The Charminar has been a silent witness to the growth of population in the city and also the urbanization around it, which has added many more roads, shops and means of transport and communication. All this without whimpering or complaining.

The fall?

Recently, a chunk of plaster fell off from the south eastern minaret. Every resident of the twin cities seems to be upset about this. M. Vedakumar of the Forum for Better Hyderabad says, “the Charminar has been deteriorating over the years.

These buildings that are built in the centre of the city, are exposed to various forms of air and noise pollution, dust pollution and vehicle emissions.

All this settles on the walls making them dirty and very difficult to clean.

The vibrations caused by vehicles around such monuments shake the superstructure as well as the very foundation that the building is supported by.

Moreover, heavy rain and stagnant water and moisture have lead to fungus on the inner and outer walls."

C. Sreelakshmi, Deputy Superintending Architect, ASI, says, “repair work at the Charminar will commence very soon.

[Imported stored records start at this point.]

//! Wire types for the driver <-> server target exchange, and the driver's client.

use crate::channel::{names, ChannelValue, Slate};
use crate::tariff::TariffPeriod;
use anyhow::{Context, Result};
use serde::{Deserialize, Serialize};
use std::fmt;
use std::time::Duration;
use thiserror::Error;

pub const SYNC_PATH: &str = "/api/driver/sync";

/// Target field that has no same-named read-back channel.
pub const BATTERY_CHARGE_POWER: &str = "battery_charge_power";

#[derive(Debug, Clone, Copy, Default, PartialEq, Eq, Serialize, Deserialize)]
#[serde(rename_all = "snake_case")]
pub enum AutomationMode {
    Manual,
    #[default]
    Tou,
}

impl fmt::Display for AutomationMode {
    fn fmt(&self, f: &mut fmt::Formatter<'_>) -> fmt::Result {
        f.write_str(match self {
            AutomationMode::Manual => "manual",
            AutomationMode::Tou => "tou",
        })
    }
}

/// Flat set of device setpoints plus the annotations the driver acts on.
#[derive(Debug, Clone, PartialEq, Serialize, Deserialize)]
pub struct TargetVector {
    pub heater_power: bool,
    pub heater_target_temp: i64,
    pub heater_oscillation: bool,
    pub heater_display: bool,
    pub plug_on: bool,
    pub battery_charge_power: i64,

    #[serde(default)]
    pub sleep_mode_active: bool,
    #[serde(default)]
    pub safety_override: bool,
    pub tariff_period: TariffPeriod,
    pub automation_mode: AutomationMode,
    pub driver_control_enabled: bool,
}

impl TargetVector {
    /// The writable fields as (target field, value), in application order.
    pub fn commands(&self) -> [(&'static str, ChannelValue); 6] {
        [
            (names::HEATER_TARGET_TEMP, ChannelValue::Int(self.heater_target_temp)),
            (names::HEATER_POWER, ChannelValue::Bool(self.heater_power)),
            (names::HEATER_OSCILLATION, ChannelValue::Bool(self.heater_oscillation)),
            (names::HEATER_DISPLAY, ChannelValue::Bool(self.heater_display)),
            (names::PLUG_ON, ChannelValue::Bool(self.plug_on)),
            (BATTERY_CHARGE_POWER, ChannelValue::Int(self.battery_charge_power)),
        ]
    }
}

#[derive(Debug, Clone, Default, PartialEq, Serialize, Deserialize)]
pub struct SyncRequest {
    pub channels: Slate,
}

#[derive(Debug, Clone, PartialEq, Serialize, Deserialize)]
pub struct SyncResponse {
    pub targets: TargetVector,
}

#[derive(Debug, Error)]
pub enum TransportError {
    #[error("exchange timed out")]
    Timeout,
    #[error("server answered {0}")]
    Status(u16),
    #[error("malformed response: {0}")]
    Decode(String),
    #[error("transport error: {0}")]
    Http(reqwest::Error),
}

impl From<reqwest::Error> for TransportError {
    fn from(e: reqwest::Error) -> Self {
        if e.is_timeout() {
            TransportError::Timeout
        } else if e.is_decode() {
            TransportError::Decode(e.to_string())
        } else {
            TransportError::Http(e)
        }
    }
}

/// Posts slate snapshots to the target server.
#[derive(Debug, Clone)]
pub struct SyncClient {
    http: reqwest::Client,
    url: String,
}

impl SyncClient {
    pub fn new(server_url: &str, timeout: Duration) -> Result<SyncClient> {
        let http = reqwest::Client::builder()
            .timeout(timeout)
            .build()
            .context("Failed to build HTTP client for target exchange")?;
        Ok(SyncClient {
            http,
            url: format!("{}{}", server_url.trim_end_matches('/'), SYNC_PATH),
        })
    }

    pub fn url(&self) -> &str {
        &self.url
    }

    pub async fn exchange(&self, slate: &Slate) -> Result<SyncResponse, TransportError> {
        let request = SyncRequest {
            channels: slate.clone(),
        };
        let response = self.http.post(&self.url).json(&request).send().await?;
        let status = response.status();
        if !status.is_success() {
            return Err(TransportError::Status(status.as_u16()));
        }
        let body = response.bytes().await?;
        serde_json::from_slice(&body).map_err(|e| TransportError::Decode(e.to_string()))
    }
}

#[cfg(test)]
mod tests {
    use super::*;
    use axum::{http::StatusCode, routing::post, Json, Router};
    use serde_json::json;

    fn sample_targets() -> TargetVector {
        TargetVector {
            heater_power: true,
            heater_target_temp: 70,
            heater_oscillation: false,
            heater_display: true,
            plug_on: true,
            battery_charge_power: 0,
            sleep_mode_active: false,
            safety_override: false,
            tariff_period: TariffPeriod::Peak,
            automation_mode: AutomationMode::Tou,
            driver_control_enabled: true,
        }
    }

    async fn serve(app: Router) -> String {
        let listener = tokio::net::TcpListener::bind("127.0.0.1:0").await.unwrap();
        let addr = listener.local_addr().unwrap();
        tokio::spawn(async move {
            axum::serve(listener, app).await.unwrap();
        });
        format!("http://{}", addr)
    }

    #[test]
    fn target_vector_is_flat_json() {
        let value = serde_json::to_value(sample_targets()).unwrap();
        assert_eq!(value["heater_target_temp"], json!(70));
        assert_eq!(value["battery_charge_power"], json!(0));
        assert_eq!(value["tariff_period"], json!("peak"));
        assert_eq!(value["automation_mode"], json!("tou"));
        assert_eq!(value["driver_control_enabled"], json!(true));
    }

    #[test]
    fn commands_cover_every_writable_field() {
        let commands = sample_targets().commands();
        let fields: Vec<&str> = commands.iter().map(|(f, _)| *f).collect();
        assert_eq!(
            fields,
            vec![
                "heater_target_temp",
                "heater_power",
                "heater_oscillation",
                "heater_display",
                "plug_on",
                "battery_charge_power",
            ]
        );
    }

    #[tokio::test]
    async fn exchange_round_trips_through_server() {
        let app = Router::new().route(
            SYNC_PATH,
            post(|Json(request): Json<SyncRequest>| async move {
                let mut targets = sample_targets();
                targets.heater_target_temp = request
                    .channels
                    .get_i64(names::HEATER_CURRENT_TEMP)
                    .unwrap_or(0);
                Json(SyncResponse { targets })
            }),
        );
        let base = serve(app).await;
        let client = SyncClient::new(&format!("{}/", base), Duration::from_secs(2)).unwrap();
        assert!(client.url().ends_with("/api/driver/sync"));

        let mut slate = Slate::new();
        slate.set(names::HEATER_CURRENT_TEMP, ChannelValue::Int(66));
        let response = client.exchange(&slate).await.unwrap();
        assert_eq!(response.targets.heater_target_temp, 66);
    }

    #[tokio::test]
    async fn server_error_is_a_transport_error() {
        let app = Router::new().route(SYNC_PATH, post(|| async { StatusCode::INTERNAL_SERVER_ERROR }));
        let base = serve(app).await;
        let client = SyncClient::new(&base, Duration::from_secs(2)).unwrap();

        let err = client.exchange(&Slate::new()).await.unwrap_err();
        assert!(matches!(err, TransportError::Status(500)));
    }

    #[tokio::test]
    async fn unreachable_server_is_a_transport_error() {
        let client = SyncClient::new("http://127.0.0.1:9", Duration::from_millis(500)).unwrap();
        assert!(client.exchange(&Slate::new()).await.is_err());
    }
}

Soon after the heavy rain settles, work can be done in full earnest.” Parents, schools and teachers, should take time off and educate the children about the culture and heritage of the place they live in. This will help to inculcate an interest in their young minds and in the future they will take care of our age old history and heritage," says Anuradha Reddy. Vedakumar suggests, “Heritage clubs should be set up in schools and they should take active part in teaching and participating in various activities in the city.” Lets create awareness and protect our heritage to make sure that further deterioration does not take place at an accelerated speed to this and other monuments in the city.